═══ INFORMATION SHOWN ═══

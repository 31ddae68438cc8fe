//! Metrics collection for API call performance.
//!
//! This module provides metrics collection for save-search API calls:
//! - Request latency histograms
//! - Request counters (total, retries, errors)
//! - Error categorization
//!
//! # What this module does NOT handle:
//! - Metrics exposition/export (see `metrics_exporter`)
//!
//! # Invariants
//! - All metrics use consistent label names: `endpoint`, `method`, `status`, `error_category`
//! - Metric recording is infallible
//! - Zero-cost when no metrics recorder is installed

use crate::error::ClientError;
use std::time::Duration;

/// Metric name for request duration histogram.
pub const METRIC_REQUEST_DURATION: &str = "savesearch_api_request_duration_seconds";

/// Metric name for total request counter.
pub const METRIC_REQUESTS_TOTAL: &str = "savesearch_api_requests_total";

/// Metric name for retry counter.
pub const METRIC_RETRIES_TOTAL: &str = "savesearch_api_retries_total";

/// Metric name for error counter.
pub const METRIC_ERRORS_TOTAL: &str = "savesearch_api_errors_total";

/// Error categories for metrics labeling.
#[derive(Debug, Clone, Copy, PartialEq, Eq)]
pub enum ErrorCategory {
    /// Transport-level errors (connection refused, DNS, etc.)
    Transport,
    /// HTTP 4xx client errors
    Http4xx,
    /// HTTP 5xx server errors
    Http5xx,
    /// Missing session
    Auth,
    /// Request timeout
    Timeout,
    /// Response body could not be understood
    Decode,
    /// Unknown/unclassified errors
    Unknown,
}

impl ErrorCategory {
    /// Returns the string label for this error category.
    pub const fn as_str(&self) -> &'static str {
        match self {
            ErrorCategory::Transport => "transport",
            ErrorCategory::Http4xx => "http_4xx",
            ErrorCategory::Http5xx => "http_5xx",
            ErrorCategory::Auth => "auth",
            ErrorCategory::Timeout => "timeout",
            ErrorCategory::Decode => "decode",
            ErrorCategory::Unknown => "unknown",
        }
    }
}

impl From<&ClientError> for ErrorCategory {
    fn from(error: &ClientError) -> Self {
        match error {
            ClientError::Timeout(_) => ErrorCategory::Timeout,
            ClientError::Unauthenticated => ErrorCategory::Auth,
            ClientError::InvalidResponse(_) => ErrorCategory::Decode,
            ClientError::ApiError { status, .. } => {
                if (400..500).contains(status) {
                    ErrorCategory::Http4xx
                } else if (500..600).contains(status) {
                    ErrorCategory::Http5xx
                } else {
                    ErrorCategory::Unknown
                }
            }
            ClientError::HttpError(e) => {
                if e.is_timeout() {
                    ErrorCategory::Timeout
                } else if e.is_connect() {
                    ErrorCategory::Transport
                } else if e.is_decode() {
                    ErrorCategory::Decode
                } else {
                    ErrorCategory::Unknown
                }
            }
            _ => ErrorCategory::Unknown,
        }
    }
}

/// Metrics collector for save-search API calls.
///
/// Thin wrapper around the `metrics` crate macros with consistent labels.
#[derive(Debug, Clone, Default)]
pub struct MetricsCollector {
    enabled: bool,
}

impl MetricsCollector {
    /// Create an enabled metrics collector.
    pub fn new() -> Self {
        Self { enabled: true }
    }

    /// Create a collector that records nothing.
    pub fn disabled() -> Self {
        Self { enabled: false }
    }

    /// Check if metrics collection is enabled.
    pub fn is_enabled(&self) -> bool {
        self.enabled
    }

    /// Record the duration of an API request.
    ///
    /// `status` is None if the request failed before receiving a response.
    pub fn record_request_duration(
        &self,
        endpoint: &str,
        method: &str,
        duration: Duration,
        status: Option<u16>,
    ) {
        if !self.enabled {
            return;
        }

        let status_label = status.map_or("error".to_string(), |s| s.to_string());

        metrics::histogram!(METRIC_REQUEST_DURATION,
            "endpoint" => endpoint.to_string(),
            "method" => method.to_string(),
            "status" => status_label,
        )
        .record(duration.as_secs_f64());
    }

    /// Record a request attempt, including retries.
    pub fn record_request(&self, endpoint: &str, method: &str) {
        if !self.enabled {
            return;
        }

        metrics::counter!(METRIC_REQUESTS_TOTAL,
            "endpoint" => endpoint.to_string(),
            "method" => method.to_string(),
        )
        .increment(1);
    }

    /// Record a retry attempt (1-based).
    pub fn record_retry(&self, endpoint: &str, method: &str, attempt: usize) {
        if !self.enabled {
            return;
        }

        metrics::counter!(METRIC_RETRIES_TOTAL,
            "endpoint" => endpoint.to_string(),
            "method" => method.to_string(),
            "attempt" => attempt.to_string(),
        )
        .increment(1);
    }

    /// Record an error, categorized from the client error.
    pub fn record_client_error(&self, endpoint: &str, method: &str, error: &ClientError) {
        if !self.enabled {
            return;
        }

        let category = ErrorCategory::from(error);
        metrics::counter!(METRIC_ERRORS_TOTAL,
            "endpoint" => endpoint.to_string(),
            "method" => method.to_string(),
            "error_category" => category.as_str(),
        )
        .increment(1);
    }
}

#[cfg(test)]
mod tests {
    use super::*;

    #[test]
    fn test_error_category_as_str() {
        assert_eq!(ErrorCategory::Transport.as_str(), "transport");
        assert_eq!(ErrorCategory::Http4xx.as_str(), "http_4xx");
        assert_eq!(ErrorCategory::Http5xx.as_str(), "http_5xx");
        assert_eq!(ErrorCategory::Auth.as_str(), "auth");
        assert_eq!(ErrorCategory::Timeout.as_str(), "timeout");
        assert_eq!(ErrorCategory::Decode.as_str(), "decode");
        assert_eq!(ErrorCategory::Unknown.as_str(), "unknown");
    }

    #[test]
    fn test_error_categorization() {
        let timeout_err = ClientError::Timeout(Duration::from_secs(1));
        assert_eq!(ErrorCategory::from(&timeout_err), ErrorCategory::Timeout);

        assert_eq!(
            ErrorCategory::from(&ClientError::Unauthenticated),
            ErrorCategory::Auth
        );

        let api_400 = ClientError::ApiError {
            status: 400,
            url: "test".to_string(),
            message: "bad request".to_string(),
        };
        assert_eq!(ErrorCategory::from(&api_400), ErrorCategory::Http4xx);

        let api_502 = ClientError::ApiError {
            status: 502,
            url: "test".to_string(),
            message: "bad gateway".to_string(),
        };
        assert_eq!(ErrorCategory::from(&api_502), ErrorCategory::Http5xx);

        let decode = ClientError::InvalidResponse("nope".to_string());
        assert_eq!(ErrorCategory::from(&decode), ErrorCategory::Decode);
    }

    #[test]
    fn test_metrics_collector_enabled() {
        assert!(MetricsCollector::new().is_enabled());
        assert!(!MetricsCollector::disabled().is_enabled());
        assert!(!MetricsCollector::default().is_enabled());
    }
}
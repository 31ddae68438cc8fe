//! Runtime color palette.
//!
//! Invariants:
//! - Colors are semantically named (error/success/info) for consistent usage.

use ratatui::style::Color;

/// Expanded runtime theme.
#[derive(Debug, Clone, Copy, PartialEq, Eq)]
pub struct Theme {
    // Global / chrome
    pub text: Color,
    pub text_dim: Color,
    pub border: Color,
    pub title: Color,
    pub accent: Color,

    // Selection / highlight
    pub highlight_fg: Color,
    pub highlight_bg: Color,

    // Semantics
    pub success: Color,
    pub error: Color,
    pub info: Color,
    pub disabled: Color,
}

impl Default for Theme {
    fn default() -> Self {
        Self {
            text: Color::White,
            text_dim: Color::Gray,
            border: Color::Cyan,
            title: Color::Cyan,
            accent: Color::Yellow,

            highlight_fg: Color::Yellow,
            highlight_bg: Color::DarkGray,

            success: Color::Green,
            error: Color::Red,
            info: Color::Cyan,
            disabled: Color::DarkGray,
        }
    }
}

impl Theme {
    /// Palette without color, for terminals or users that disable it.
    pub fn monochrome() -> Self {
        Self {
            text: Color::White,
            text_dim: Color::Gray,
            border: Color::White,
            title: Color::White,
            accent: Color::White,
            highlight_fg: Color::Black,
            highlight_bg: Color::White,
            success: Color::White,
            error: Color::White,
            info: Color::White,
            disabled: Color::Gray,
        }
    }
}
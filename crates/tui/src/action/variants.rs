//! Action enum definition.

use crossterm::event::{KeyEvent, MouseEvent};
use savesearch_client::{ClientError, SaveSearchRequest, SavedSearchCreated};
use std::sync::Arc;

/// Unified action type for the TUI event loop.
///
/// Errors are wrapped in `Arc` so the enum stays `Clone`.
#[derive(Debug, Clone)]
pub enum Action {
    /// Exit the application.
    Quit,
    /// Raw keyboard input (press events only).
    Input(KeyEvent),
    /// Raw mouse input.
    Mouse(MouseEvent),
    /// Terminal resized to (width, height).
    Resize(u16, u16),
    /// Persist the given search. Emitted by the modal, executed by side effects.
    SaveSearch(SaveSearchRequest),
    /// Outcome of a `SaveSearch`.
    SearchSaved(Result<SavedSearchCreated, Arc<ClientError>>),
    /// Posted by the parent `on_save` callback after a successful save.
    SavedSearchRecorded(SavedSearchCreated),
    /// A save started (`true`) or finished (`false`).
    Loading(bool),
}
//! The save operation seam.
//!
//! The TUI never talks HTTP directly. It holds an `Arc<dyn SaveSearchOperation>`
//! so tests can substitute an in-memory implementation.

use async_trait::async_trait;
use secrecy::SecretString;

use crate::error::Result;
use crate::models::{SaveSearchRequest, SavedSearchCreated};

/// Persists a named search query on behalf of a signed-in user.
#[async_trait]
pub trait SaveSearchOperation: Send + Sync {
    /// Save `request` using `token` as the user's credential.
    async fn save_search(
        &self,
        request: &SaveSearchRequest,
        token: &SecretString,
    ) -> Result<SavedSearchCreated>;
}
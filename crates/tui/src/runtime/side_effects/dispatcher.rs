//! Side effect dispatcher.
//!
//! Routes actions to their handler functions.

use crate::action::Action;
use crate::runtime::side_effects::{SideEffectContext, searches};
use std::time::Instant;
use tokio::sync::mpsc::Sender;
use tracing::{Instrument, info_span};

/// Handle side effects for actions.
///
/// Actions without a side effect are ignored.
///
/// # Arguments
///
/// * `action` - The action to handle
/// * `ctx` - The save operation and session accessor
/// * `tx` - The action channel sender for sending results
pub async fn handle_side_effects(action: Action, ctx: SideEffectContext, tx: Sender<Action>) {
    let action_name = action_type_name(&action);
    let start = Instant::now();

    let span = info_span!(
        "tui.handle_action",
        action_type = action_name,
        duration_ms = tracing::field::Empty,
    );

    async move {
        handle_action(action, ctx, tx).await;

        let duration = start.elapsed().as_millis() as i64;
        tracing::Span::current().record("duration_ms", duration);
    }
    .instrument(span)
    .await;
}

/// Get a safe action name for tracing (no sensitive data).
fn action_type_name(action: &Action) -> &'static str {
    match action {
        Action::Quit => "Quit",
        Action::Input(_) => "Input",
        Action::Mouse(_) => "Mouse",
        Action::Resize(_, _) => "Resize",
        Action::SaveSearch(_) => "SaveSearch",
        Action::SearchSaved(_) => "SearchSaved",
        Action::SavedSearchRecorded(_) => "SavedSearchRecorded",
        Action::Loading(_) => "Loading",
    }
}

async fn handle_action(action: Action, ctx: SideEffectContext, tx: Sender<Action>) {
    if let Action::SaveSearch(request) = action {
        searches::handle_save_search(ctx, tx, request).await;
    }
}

═══

Run a filter over the data above and keep each line that contains the word "InvalidResponse".

            ClientError::InvalidResponse(_) => ErrorCategory::Decode,
        let decode = ClientError::InvalidResponse("nope".to_string());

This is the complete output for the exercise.